-- To do --
Look through the data below. Collect every line where the word "MqttBus" occurs.

-- Provided material --
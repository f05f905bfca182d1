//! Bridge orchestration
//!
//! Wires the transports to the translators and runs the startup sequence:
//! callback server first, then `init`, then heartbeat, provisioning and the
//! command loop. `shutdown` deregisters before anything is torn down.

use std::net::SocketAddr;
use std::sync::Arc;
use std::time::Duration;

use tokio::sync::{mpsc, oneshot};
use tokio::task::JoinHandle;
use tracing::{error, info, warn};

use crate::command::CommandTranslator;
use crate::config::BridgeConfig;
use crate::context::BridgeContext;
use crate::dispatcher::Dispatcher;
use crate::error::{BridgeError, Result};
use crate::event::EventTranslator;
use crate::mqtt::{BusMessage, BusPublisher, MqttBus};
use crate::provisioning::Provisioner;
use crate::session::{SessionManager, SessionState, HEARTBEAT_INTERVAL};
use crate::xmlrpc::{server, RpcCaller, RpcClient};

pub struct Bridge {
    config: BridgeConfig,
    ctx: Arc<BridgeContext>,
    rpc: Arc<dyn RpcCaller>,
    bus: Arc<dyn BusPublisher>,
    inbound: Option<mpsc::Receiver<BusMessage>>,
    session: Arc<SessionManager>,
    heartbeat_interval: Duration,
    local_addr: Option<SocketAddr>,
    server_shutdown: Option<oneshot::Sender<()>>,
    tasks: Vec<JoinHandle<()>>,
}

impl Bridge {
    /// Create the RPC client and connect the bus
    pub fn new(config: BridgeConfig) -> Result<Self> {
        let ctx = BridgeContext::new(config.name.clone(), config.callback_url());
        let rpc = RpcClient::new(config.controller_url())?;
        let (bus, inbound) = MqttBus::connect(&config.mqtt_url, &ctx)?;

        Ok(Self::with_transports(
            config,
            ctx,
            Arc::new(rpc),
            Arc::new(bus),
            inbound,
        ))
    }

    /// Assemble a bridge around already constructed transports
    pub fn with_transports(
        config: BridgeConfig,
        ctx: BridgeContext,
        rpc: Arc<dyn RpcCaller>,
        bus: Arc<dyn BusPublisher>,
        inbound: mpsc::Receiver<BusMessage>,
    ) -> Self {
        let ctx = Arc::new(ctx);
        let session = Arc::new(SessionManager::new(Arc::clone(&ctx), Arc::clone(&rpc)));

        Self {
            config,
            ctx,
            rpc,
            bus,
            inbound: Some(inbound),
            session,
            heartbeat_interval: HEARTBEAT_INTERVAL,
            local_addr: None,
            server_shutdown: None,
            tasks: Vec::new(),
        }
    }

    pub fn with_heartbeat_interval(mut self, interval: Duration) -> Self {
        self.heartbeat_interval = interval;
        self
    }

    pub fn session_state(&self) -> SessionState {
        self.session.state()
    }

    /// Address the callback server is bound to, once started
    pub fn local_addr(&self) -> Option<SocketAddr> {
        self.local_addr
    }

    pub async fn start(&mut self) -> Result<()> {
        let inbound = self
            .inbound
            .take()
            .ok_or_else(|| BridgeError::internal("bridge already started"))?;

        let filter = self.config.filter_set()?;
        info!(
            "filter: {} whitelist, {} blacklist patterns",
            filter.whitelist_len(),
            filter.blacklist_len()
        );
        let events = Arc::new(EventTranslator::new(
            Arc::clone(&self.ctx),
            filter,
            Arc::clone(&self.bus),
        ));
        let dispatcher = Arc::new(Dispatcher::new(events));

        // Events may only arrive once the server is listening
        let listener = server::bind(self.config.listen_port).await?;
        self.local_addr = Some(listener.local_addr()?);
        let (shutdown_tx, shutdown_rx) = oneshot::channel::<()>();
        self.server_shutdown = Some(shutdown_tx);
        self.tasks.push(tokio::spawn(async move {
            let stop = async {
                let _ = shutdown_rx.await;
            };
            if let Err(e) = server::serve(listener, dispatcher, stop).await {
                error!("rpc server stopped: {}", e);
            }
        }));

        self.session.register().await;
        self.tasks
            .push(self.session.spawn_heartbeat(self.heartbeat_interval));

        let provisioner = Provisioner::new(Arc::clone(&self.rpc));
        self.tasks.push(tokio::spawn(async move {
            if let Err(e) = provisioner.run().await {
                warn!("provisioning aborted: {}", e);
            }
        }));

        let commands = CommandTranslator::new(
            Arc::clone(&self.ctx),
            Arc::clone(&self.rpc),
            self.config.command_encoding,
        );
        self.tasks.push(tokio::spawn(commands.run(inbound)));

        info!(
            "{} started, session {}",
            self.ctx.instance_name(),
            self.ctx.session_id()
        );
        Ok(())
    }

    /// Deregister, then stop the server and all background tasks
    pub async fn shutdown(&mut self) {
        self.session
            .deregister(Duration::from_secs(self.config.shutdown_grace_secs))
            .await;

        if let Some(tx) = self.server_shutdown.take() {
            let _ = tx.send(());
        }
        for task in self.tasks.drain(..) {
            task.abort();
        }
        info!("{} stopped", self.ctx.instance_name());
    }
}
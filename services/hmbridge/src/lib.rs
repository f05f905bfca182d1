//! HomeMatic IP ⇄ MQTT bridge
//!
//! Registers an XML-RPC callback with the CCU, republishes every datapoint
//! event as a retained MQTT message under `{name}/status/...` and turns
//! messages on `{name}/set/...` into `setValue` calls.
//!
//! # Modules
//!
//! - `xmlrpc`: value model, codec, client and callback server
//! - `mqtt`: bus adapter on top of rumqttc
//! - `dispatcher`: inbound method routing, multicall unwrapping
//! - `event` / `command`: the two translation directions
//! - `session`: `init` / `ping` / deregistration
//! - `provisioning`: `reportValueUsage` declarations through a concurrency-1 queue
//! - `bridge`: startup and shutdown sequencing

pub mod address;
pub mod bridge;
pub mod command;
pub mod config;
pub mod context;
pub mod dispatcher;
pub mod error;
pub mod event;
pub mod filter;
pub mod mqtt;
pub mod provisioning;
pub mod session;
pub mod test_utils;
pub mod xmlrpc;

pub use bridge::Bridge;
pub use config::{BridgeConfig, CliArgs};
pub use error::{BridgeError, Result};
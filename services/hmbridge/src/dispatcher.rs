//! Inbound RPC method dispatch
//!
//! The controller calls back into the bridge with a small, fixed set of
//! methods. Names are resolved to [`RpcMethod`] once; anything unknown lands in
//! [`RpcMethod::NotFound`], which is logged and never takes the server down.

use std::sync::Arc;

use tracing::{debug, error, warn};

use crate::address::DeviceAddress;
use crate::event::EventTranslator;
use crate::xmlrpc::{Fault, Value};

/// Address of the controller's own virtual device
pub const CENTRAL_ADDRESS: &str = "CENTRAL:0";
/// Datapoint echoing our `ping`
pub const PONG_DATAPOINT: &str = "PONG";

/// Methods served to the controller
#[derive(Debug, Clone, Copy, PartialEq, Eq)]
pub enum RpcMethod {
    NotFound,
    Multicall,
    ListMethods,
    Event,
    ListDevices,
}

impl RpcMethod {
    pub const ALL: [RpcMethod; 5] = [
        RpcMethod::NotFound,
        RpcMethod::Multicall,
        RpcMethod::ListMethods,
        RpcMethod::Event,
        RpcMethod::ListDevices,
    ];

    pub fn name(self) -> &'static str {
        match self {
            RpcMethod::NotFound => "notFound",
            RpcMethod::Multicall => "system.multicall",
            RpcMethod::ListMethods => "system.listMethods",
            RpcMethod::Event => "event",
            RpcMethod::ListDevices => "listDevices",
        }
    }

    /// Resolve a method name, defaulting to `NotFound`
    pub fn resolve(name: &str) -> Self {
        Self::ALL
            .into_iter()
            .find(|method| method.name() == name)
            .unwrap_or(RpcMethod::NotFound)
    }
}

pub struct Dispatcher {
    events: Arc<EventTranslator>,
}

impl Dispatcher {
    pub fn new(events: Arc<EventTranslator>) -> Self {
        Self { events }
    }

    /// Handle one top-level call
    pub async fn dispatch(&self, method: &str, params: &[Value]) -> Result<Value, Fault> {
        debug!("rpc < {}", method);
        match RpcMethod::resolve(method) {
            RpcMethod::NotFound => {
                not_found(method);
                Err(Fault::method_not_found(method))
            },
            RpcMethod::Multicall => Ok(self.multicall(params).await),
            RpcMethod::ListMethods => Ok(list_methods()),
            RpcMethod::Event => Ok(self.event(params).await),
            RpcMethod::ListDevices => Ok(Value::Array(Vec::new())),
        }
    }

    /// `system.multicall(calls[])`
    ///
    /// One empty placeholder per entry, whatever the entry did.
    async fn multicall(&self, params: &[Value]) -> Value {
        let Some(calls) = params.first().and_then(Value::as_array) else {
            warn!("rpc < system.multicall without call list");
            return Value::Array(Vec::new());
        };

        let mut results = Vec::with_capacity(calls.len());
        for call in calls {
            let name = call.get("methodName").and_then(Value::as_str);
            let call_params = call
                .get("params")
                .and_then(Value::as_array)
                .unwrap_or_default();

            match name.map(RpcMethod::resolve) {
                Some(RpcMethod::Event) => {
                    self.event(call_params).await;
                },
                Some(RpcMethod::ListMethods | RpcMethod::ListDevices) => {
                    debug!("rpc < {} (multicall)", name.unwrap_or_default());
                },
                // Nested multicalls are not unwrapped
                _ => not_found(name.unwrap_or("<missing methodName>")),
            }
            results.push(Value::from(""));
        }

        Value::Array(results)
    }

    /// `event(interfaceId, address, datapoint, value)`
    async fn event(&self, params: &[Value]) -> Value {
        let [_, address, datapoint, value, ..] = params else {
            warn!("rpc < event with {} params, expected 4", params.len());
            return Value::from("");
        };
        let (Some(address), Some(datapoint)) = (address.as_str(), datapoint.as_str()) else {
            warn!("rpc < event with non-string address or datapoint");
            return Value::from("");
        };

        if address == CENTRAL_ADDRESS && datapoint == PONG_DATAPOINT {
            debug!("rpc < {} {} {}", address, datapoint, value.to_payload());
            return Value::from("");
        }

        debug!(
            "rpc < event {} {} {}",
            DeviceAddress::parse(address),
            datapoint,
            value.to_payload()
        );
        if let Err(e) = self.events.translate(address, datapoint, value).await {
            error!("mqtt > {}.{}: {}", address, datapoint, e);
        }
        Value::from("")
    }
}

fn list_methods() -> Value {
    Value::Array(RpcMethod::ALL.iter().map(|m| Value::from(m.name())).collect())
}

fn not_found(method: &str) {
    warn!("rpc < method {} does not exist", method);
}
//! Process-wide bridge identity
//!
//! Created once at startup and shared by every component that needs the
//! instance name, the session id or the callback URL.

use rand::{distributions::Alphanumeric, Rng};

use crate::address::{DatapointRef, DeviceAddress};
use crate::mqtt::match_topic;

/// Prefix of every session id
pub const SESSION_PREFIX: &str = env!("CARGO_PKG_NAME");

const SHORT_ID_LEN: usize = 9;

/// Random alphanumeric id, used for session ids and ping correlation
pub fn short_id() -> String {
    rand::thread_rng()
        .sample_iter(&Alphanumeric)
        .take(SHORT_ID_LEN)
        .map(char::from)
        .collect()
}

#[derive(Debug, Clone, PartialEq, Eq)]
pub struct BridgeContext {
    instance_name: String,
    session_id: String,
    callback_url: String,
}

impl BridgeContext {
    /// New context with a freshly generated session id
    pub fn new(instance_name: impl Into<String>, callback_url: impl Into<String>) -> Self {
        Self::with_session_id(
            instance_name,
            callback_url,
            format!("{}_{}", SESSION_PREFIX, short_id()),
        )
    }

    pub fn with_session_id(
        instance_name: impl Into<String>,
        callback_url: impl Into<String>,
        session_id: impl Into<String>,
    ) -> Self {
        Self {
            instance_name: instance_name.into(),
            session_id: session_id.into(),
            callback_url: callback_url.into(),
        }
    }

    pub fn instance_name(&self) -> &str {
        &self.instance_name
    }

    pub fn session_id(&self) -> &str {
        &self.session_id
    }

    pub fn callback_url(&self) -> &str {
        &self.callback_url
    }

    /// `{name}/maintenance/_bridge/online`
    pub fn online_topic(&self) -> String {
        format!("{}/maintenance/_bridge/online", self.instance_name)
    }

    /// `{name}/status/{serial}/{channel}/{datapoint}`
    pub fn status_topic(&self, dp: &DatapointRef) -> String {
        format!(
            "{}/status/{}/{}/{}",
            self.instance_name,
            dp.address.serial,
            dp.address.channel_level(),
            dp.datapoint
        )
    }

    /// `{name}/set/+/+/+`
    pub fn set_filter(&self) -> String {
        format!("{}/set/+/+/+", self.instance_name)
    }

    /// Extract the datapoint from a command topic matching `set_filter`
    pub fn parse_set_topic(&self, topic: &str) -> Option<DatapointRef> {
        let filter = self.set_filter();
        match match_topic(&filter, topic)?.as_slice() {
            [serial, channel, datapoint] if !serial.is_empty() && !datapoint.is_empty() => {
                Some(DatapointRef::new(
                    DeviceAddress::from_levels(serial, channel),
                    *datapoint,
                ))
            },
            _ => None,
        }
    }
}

-- Task answer --
use crate::mqtt::{BusMessage, BusPublisher, MqttBus};
        let (bus, inbound) = MqttBus::connect(&config.mqtt_url, &ctx)?;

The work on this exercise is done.